**Exercise requirements**.
Copy out the data below. Leave nothing out and alter nothing.

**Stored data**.
____

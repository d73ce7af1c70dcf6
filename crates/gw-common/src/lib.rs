//! GeneWeaver Common Library
#![deny(clippy::unwrap_used, clippy::expect_used)]
//!
//! Shared vocabularies, parsing and error handling for the GeneWeaver API.
//!
//! # Overview
//!
//! - **Types**: closed vocabularies for gene identifiers, species, curation
//!   tiers and score types, plus user-facing messages
//! - **Parse**: the batch geneset upload format and its score header grammar
//! - **Logging**: `tracing` subscriber setup shared by every binary
//!
//! # Example
//!
//! ```
//! use gw_common::parse::batch::parse_batch;
//!
//! let outcome = parse_batch("! Binary\n@ Mus musculus\n% Gene Symbol\n: a\n= Set A\nAlas2\t1\n");
//! assert_eq!(outcome.genesets.len(), 1);
//! assert_eq!(outcome.genesets[0].values[0].symbol, "Alas2");
//! ```

pub mod error;
pub mod logging;
pub mod parse;
pub mod types;

pub use error::{GwError, Result};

____

**Task response**.
repository d73ce7af1c70dcf6
filename crates/gw-common/src/lib.rs
//! GeneWeaver Common Library
#![deny(clippy::unwrap_used, clippy::expect_used)]
//!
//! Shared vocabularies, parsing and error handling for the GeneWeaver API.
//!
//! # Overview
//!
//! - **Types**: closed vocabularies for gene identifiers, species, curation
//!   tiers and score types, plus user-facing messages
//! - **Parse**: the batch geneset upload format and its score header grammar
//! - **Logging**: `tracing` subscriber setup shared by every binary
//!
//! # Example
//!
//! ```
//! use gw_common::parse::batch::parse_batch;
//!
//! let outcome = parse_batch("! Binary\n@ Mus musculus\n% Gene Symbol\n: a\n= Set A\nAlas2\t1\n");
//! assert_eq!(outcome.genesets.len(), 1);
//! assert_eq!(outcome.genesets[0].values[0].symbol, "Alas2");
//! ```

pub mod error;
pub mod logging;
pub mod parse;
pub mod types;

pub use error::{GwError, Result};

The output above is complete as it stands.